What you need to do
Using the records below, give again exactly the lines from the line that contains "impl Default for" through the line that contains "type and lose", both ends included, and only those.

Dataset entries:
◆ ◆ ◆ ◆ ◆
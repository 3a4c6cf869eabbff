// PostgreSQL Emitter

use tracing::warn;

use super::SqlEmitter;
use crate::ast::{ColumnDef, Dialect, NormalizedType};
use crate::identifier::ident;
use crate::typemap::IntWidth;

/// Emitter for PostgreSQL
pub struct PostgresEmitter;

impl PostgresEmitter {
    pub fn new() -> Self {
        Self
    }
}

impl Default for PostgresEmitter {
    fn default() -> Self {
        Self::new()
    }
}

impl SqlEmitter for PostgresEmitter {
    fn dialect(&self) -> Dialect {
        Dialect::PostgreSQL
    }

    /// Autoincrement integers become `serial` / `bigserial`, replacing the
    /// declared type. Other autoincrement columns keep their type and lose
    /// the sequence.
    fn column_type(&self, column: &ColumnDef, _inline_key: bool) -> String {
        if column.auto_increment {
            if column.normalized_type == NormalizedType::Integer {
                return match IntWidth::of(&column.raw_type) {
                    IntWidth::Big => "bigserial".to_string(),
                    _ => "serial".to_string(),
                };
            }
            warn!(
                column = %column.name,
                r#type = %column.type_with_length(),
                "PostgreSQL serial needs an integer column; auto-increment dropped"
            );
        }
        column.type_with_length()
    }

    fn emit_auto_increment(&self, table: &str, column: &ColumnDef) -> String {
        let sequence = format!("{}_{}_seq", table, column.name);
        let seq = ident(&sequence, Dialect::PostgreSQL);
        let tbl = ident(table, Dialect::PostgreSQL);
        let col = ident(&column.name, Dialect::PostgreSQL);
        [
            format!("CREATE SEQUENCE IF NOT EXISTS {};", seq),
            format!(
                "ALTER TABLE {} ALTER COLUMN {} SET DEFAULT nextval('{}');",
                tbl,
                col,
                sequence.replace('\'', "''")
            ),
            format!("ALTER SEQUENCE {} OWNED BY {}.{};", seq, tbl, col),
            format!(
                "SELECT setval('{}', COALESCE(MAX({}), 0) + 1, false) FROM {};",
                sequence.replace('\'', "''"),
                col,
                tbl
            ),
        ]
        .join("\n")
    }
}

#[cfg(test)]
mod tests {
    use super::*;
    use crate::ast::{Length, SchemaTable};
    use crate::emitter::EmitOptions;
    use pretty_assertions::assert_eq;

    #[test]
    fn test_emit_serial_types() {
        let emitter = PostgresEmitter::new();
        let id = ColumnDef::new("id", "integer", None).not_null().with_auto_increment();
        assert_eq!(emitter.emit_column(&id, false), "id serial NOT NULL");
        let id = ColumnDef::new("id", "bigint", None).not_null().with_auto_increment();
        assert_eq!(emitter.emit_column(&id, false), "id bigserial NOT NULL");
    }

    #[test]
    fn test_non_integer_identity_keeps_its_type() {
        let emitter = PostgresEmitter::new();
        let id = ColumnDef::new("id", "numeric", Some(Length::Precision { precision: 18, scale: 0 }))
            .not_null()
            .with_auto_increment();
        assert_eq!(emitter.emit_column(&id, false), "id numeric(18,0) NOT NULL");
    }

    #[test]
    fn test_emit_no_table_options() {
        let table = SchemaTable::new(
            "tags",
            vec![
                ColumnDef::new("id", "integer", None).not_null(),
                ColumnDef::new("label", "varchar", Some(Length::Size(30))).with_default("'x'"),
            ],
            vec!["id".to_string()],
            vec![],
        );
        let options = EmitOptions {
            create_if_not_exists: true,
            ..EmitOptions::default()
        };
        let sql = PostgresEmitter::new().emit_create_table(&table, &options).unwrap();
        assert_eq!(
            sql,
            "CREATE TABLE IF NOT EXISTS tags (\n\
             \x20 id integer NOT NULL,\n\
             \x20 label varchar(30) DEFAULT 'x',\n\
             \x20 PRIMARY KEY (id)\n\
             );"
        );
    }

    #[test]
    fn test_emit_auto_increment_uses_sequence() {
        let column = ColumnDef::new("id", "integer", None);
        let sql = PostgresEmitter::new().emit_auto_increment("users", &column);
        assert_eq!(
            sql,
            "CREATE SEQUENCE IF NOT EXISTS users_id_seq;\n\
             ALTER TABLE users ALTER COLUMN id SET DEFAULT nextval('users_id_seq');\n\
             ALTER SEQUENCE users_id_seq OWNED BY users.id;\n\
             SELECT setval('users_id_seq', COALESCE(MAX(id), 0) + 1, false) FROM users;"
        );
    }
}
◆ ◆ ◆ ◆ ◆
Written response
impl Default for PostgresEmitter {
    fn default() -> Self {
        Self::new()
    }
}

impl SqlEmitter for PostgresEmitter {
    fn dialect(&self) -> Dialect {
        Dialect::PostgreSQL
    }

    /// Autoincrement integers become `serial` / `bigserial`, replacing the
    /// declared type. Other autoincrement columns keep their type and lose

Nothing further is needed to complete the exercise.